> [Goal of the exercise] Look through the entries below, please, and copy every line with the word "Duration".

> [Material supplied]

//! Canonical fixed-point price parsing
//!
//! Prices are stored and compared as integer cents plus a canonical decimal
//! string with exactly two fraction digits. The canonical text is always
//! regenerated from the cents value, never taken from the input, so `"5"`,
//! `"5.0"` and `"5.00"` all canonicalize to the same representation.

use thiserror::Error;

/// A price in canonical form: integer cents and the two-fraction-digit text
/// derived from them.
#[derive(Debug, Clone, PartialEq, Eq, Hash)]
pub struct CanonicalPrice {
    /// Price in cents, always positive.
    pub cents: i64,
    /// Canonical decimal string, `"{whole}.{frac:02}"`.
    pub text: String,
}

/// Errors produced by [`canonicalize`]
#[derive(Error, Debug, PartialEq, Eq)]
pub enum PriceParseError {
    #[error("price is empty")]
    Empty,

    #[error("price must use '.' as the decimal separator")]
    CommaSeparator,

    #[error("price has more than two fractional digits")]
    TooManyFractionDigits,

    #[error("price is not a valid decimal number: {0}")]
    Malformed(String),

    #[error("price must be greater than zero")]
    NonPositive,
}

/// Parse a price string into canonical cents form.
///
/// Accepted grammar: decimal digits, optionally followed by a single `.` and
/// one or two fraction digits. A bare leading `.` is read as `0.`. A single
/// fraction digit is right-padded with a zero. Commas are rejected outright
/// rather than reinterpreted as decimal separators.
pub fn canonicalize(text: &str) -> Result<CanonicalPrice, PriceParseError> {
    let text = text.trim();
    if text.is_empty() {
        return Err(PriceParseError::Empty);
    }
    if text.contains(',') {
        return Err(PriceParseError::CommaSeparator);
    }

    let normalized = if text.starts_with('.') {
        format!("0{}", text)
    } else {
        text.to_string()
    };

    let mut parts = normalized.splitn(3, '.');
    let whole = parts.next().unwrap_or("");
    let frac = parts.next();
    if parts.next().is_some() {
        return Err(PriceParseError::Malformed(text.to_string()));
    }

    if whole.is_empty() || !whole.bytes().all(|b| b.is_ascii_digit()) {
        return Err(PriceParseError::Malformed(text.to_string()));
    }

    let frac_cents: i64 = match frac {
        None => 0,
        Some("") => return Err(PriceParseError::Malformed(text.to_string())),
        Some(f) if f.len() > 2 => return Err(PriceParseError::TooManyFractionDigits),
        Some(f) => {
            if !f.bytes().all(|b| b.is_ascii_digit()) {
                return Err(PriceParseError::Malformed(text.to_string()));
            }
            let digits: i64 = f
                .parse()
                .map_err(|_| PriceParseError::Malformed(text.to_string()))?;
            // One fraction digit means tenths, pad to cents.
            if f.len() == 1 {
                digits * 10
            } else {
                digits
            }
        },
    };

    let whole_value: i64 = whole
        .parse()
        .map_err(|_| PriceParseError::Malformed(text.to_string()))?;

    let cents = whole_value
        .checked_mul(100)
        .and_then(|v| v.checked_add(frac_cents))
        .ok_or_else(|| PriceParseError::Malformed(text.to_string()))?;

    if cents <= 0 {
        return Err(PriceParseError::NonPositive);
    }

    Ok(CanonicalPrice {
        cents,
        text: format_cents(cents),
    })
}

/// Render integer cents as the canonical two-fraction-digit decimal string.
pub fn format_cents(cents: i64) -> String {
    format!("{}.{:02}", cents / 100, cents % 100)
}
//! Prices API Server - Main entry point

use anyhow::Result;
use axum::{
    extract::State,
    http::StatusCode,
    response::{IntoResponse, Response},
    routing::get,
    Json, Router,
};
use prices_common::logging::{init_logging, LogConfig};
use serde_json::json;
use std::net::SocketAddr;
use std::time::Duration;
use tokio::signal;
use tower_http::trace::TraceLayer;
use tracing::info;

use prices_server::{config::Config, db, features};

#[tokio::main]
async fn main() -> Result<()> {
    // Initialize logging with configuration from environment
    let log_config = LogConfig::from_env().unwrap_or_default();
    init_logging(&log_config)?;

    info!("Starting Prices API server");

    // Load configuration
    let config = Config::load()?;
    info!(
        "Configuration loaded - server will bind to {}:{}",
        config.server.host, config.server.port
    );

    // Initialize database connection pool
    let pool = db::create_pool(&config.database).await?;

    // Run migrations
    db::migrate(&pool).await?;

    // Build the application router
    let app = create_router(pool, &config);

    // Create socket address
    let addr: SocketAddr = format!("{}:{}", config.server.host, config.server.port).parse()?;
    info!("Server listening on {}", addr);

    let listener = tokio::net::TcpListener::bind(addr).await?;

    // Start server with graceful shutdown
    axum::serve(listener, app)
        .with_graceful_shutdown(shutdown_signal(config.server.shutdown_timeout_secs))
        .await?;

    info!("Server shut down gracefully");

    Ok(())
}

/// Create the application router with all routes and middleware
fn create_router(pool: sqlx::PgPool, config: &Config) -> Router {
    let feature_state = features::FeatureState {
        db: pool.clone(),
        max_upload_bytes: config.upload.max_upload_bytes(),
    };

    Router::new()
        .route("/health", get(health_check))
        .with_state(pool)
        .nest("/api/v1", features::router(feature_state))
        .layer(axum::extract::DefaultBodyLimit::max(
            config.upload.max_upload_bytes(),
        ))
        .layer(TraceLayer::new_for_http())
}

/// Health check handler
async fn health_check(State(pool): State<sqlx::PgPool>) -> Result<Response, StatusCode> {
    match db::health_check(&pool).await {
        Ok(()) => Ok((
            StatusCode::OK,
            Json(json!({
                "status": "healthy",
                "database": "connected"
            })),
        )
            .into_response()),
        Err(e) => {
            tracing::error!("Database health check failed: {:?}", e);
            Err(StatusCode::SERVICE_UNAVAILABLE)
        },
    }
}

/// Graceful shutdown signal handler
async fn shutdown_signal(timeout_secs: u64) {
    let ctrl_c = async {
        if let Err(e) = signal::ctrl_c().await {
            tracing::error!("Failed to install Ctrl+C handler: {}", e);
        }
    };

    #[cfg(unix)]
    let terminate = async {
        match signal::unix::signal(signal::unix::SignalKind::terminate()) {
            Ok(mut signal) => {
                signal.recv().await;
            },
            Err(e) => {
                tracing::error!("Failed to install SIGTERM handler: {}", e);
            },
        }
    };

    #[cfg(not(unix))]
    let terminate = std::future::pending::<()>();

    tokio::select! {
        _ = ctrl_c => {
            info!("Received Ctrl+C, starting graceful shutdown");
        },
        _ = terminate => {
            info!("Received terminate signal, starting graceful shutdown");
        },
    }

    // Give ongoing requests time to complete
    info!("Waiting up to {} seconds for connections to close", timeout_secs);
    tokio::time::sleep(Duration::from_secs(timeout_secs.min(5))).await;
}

> [Answer]
use std::time::Duration;
    tokio::time::sleep(Duration::from_secs(timeout_secs.min(5))).await;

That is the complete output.